A secretaria participou muito das discussões em várias instâncias nos fóruns de secretários e gestores da cultura para que a lei fosse aprovada. É uma conquista importante. Estamos trabalhando há um tempo para atualizar o cadastro do Sistema Nacional de Indicadores Culturais e do mapa cultural de BH. No mapa, temos o cadastro de artistas e espaços culturais, e agora estamos trabalhando para lançar uma atualização desse cadastro. A Lei Aldir Blanc está dividida em três formas de apoio, e uma delas é a ajuda emergencial de R$ 600 para a pessoa física. A intenção é que tenhamos a possibilidade de acessar os cadastros e que eles sejam unificados. Vai ser um trabalho conjunto entre município, Estado e governo federal. A lei estabelece quais são os critérios, o importante é divulgarmos e darmos acesso para as pessoas se cadastrarem e pleitearem os recursos. Estamos avançando com as providências jurídicas e adinistrativas para a regulamentação da lei em Belo Horizonte, estamos aguardando a regulamentação federal.
No governo federal, cinco secretários já ocuparam a pasta da Cultura em apenas 18 meses. Como isso impacta as políticas públicas em Belo Horizonte?
Este é o reflexo do desmonte das políticas culturais. É um enfraquecimento e uma forma de demonstrar o que o governo federal pensa da cultura. O fim do Ministério da Cultura e agora essa inconstância no cargo minam a possibilidade e a força da cultura de ter um papel fundamental, estratégico, civilizatório, e revelam a ausência de uma continuidade de políticas públicas. E claro que isso tem impacto em BH. Os editais da lei municipal, tanto do fundo quanto de incentivo, tiveram uma procura enorme nos últimos dois anos exatamente pela ausência de políticas em outras instâncias. A demanda da prefeitura cresceu muito nesses dois últimos anos. Avançamos nas nossas políticas, a recriação da Secretaria de Cultura foi um gesto de valorização, aumentamos os recursos da pasta, criamos programas, mas, mesmo assim, não damos conta de preencher as lacunas de outras instâncias.
Há algum plano em estudo para que a Virada Cultural possa acontecer de forma online?
A Virada é, talvez, o mais complexo dos eventos. O conceito dela é a ocupação da cidade, é o encontro, 24 horas na rua com atividades culturais, fechar o hipercentro para as pessoas terem algum tipo de experiência. Para a Virada, temos uma grande dificuldade de pensar um formato virtual, a essência dela é diferente. Mas, ao mesmo tempo, estamos realizando o Circuito Municipal de Cultura de forma online.
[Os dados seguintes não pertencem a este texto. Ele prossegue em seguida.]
//! Internal error values for the shipping engine.
//!
//! Inner operations return these explicitly; they are swallowed and logged
//! only at the outermost boundaries (the scheduler cycle and the façade
//! surface), so no failure inside the engine ever reaches application code
//! as a panic or error.

use thiserror::Error;

/// Failure of one internal shipping operation.
#[derive(Debug, Error)]
pub enum ShipError {
    /// The HTTP client could not be constructed. Initialization is retried
    /// lazily on the next call.
    #[error("failed to build http client: {0}")]
    ClientBuild(#[source] reqwest::Error),

    /// A transport-level request failure (connect, timeout, TLS).
    #[error("http request failed: {0}")]
    Http(#[source] reqwest::Error),

    /// An envelope or record could not be serialized; the affected send
    /// cycle is skipped.
    #[error("failed to serialize payload: {0}")]
    Serialize(#[from] serde_json::Error),

    /// The time endpoint answered with a non-success status.
    #[error("time endpoint returned status {0}")]
    TimeStatus(reqwest::StatusCode),

    /// The time endpoint returned a body with no usable tick value.
    #[error("time endpoint returned an unparseable body: {0:?}")]
    InvalidTicks(String),
}
//! Clock-offset state and periodic resynchronization.
//!
//! The ingestion backend timestamps queries and the local host rarely agree
//! on wall-clock time. This module keeps a process-wide millisecond delta
//! (`server - local`) that the shipper adds to every newly appended
//! record's timestamp. Records already buffered keep their original stamp;
//! there is no retroactive correction.
//!
//! The offset is stored in atomics so the append hot path never blocks on
//! a sync in progress. Updates happen only on a successful exchange; any
//! network or parse failure leaves the previous offset untouched
//! (stale-but-valid policy).

use std::sync::atomic::{AtomicI64, AtomicU64, Ordering};
use std::time::{Duration, SystemTime, UNIX_EPOCH};

use tracing::debug;

use crate::error::ShipError;
use crate::sender::HttpSender;

/// Current local wall-clock time as fractional epoch milliseconds.
pub(crate) fn epoch_millis_f64() -> f64 {
    SystemTime::now()
        .duration_since(UNIX_EPOCH)
        .map(|d| d.as_secs_f64() * 1000.0)
        .unwrap_or(0.0)
}

/// Current local wall-clock time as whole epoch milliseconds.
pub(crate) fn epoch_millis_i64() -> i64 {
    SystemTime::now()
        .duration_since(UNIX_EPOCH)
        .map(|d| i64::try_from(d.as_millis()).unwrap_or(i64::MAX))
        .unwrap_or(0)
}

/// Process-wide clock offset with resync gating.
#[derive(Debug)]
pub struct ClockSync {
    /// Bit pattern of the f64 delta in milliseconds.
    delta_bits: AtomicU64,
    /// Epoch milliseconds of the last successful sync; 0 means never.
    last_update_ms: AtomicI64,
    resync_interval: Duration,
}

impl ClockSync {
    /// Creates an unsynchronized clock (offset 0, first resync due
    /// immediately).
    #[must_use]
    pub fn new(resync_interval: Duration) -> Self {
        ClockSync {
            delta_bits: AtomicU64::new(0f64.to_bits()),
            last_update_ms: AtomicI64::new(0),
            resync_interval,
        }
    }

    /// The correction, in milliseconds, to add to local timestamps.
    #[must_use]
    pub fn offset_millis(&self) -> f64 {
        f64::from_bits(self.delta_bits.load(Ordering::Relaxed))
    }

    /// Whether enough time has passed since the last successful sync.
    #[must_use]
    pub fn is_due(&self, now_ms: i64) -> bool {
        let elapsed = now_ms.saturating_sub(self.last_update_ms.load(Ordering::Relaxed));
        elapsed >= i64::try_from(self.resync_interval.as_millis()).unwrap_or(i64::MAX)
    }

    /// Resynchronizes against the server if the interval has elapsed.
    ///
    /// Returns `Ok(true)` when the offset was refreshed, `Ok(false)` when
    /// no sync was due. On failure the previous offset (and its last-update
    /// stamp) are left untouched, so the next trigger retries.
    pub async fn maybe_resync(&self, sender: &HttpSender) -> Result<bool, ShipError> {
        if !self.is_due(epoch_millis_i64()) {
            return Ok(false);
        }

        let server_ms = sender.fetch_server_time().await?;
        let delta = server_ms - epoch_millis_f64();

        self.delta_bits.store(delta.to_bits(), Ordering::Relaxed);
        self.last_update_ms
            .store(epoch_millis_i64(), Ordering::Relaxed);
        debug!("Updated clock offset to {:.1} ms", delta);
        Ok(true)
    }

    #[cfg(test)]
    pub(crate) fn force_offset(&self, delta_ms: f64, last_update_ms: i64) {
        self.delta_bits
            .store(delta_ms.to_bits(), Ordering::Relaxed);
        self.last_update_ms
            .store(last_update_ms, Ordering::Relaxed);
    }
}

#[cfg(test)]
#[allow(clippy::unwrap_used)]
mod tests {
    use super::*;
    use crate::config::CourierConfig;

    fn test_sender(base_url: &str) -> HttpSender {
        let config = CourierConfig::new(base_url, "pk", "app", "sub");
        HttpSender::new(&config)
    }

    #[test]
    fn test_initial_offset_is_zero_and_due() {
        let clock = ClockSync::new(Duration::from_secs(300));

        assert_eq!(clock.offset_millis(), 0.0);
        assert!(clock.is_due(epoch_millis_i64()));
    }

    #[test]
    fn test_not_due_right_after_update() {
        let clock = ClockSync::new(Duration::from_secs(300));
        let now = epoch_millis_i64();
        clock.force_offset(1.0, now);

        assert!(!clock.is_due(now + 1_000));
        assert!(clock.is_due(now + 301_000));
    }

    #[tokio::test]
    async fn test_resync_updates_offset() {
        let mut server = mockito::Server::new_async().await;
        // Server reports local time plus two seconds, in 100 ns ticks; the
        // first 13 digits of the tick string are the epoch milliseconds.
        let server_ms = epoch_millis_i64() + 2_000;
        let mock = server
            .mock("GET", "/api/v1/logs")
            .with_status(200)
            .with_body(format!("{}0000", server_ms))
            .create_async()
            .await;

        let sender = test_sender(&server.url());
        let clock = ClockSync::new(Duration::from_secs(300));

        let updated = clock.maybe_resync(&sender).await.unwrap();

        assert!(updated);
        let offset = clock.offset_millis();
        assert!(
            (offset - 2_000.0).abs() < 1_000.0,
            "offset was {offset} ms"
        );
        mock.assert_async().await;
    }

    #[tokio::test]
    async fn test_resync_gating_one_network_call() {
        let mut server = mockito::Server::new_async().await;
        let server_ms = epoch_millis_i64();
        let mock = server
            .mock("GET", "/api/v1/logs")
            .with_status(200)
            .with_body(format!("{}0000", server_ms))
            .expect(1)
            .create_async()
            .await;

        let sender = test_sender(&server.url());
        let clock = ClockSync::new(Duration::from_secs(300));

        assert!(clock.maybe_resync(&sender).await.unwrap());
        // Second trigger inside the interval: no request goes out.
        assert!(!clock.maybe_resync(&sender).await.unwrap());

        mock.assert_async().await;
    }

    #[tokio::test]
    async fn test_failed_resync_keeps_previous_offset() {
        let mut server = mockito::Server::new_async().await;
        let mock = server
            .mock("GET", "/api/v1/logs")
            .with_status(200)
            .with_body("not a number")
            .create_async()
            .await;

        let sender = test_sender(&server.url());
        let clock = ClockSync::new(Duration::from_secs(300));
        clock.force_offset(1_234.0, 0);

        let result = clock.maybe_resync(&sender).await;

        assert!(result.is_err());
        assert_eq!(clock.offset_millis(), 1_234.0);
        // Last-update stamp untouched, so the next trigger retries.
        assert!(clock.is_due(epoch_millis_i64()));
        mock.assert_async().await;
    }
}
//! # log-courier
//!
//! A client-side telemetry shipping engine: application code hands in
//! structured log records, the engine buffers them, batches them under
//! strict size ceilings, and forwards them to a remote ingestion endpoint
//! over HTTP while compensating for clock drift against the server.
//!
//! ## Pipeline
//!
//! ```text
//!   Producer threads
//!        │ append_record (lock-bounded, never blocks on I/O)
//!        v
//!   ┌──────────────┐
//!   │ RecordBuffer │  (FIFO, 12 MiB ceiling, drop on overflow)
//!   └──────┬───────┘
//!          │ chunk prefix (≤ 1.5 MiB, halving search)
//!          v
//!   ┌──────────────┐
//!   │  HttpSender  │  (5 attempts × 2 s, one in flight process-wide)
//!   └──────┬───────┘
//!          │
//!          v
//!     Ingestion API
//! ```
//!
//! A background loop ([`LogShipper::start`]) drives the pipeline on an
//! adaptive cadence and keeps the clock offset fresh; [`LogShipper::flush`]
//! runs one carve-and-send synchronously on the caller's task.
//!
//! ## Delivery Guarantees
//!
//! None, on purpose. Overflowing records are dropped, exhausted retries
//! drop the chunk, and state is memory-only. The contract is that logging
//! never crashes or blocks the host application, at the cost of possible
//! silent telemetry loss.
//!
//! ## Example
//!
//! ```rust,ignore
//! use log_courier::{CourierConfig, LogShipper, RecordMeta, Severity};
//!
//! let config = CourierConfig::new("https://ingress.example.com", "key", "orders", "checkout");
//! let shipper = LogShipper::new(&config);
//! shipper.start().await;
//!
//! shipper.append_record("order placed", Severity::Info, "orders", RecordMeta::default());
//!
//! // At shutdown: final drain, then stop the loop.
//! shipper.flush().await;
//! shipper.stop().await;
//! ```

#![deny(clippy::all)]
#![deny(clippy::unwrap_used)]
#![deny(unused_extern_crates)]
#![deny(unreachable_pub)]

/// Thread-safe record buffering and chunk selection
pub mod buffer;

/// Clock-offset state and periodic resynchronization
pub mod clock;

/// Resolved configuration consumed by the engine
pub mod config;

/// Fixed limits, cadences, and fallback strings
pub mod constants;

/// Internal error values
pub mod error;

/// Log record, severity, and bulk envelope wire model
pub mod record;

/// HTTP sender with bounded retries and time queries
pub mod sender;

/// The shipping context object and its background loop
pub mod shipper;

pub use buffer::BufferSnapshot;
pub use config::CourierConfig;
pub use error::ShipError;
pub use record::{BulkEnvelope, LogRecord, Severity};
pub use shipper::{global, init_global, LogShipper, RecordMeta};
É importante porque alcança um número grande de pessoas com atividades variadas, olhando para todas as linguagens, valorizando a produção artística local de diversas regionais e abarca um número grande de artistas.
Nesse período de crise, como está sendo o diálogo da prefeitura com a Secretaria de Estado de Cultura e Turismo de Minas?
Desde o início, quando estava o Marcelo Matte, a gente tem um bom diálogo, tivemos vários encontros pensando em ações conjuntas, programas. Recentemente, o Leônidas Oliveira assumiu, mas ainda não tivemos um momento de grande alinhamento. Com a Lei Aldir Blanc, temos a necessidade desse diálogo. Participamos de várias discussões com o governo do Estado na área de museus, sempre tivemos parcerias e contamos com o apoio em festivais. O diálogo se dá em várias esferas da cultura. Temos a dificuldade neste momento de pandemia, mas seguimos dialogando.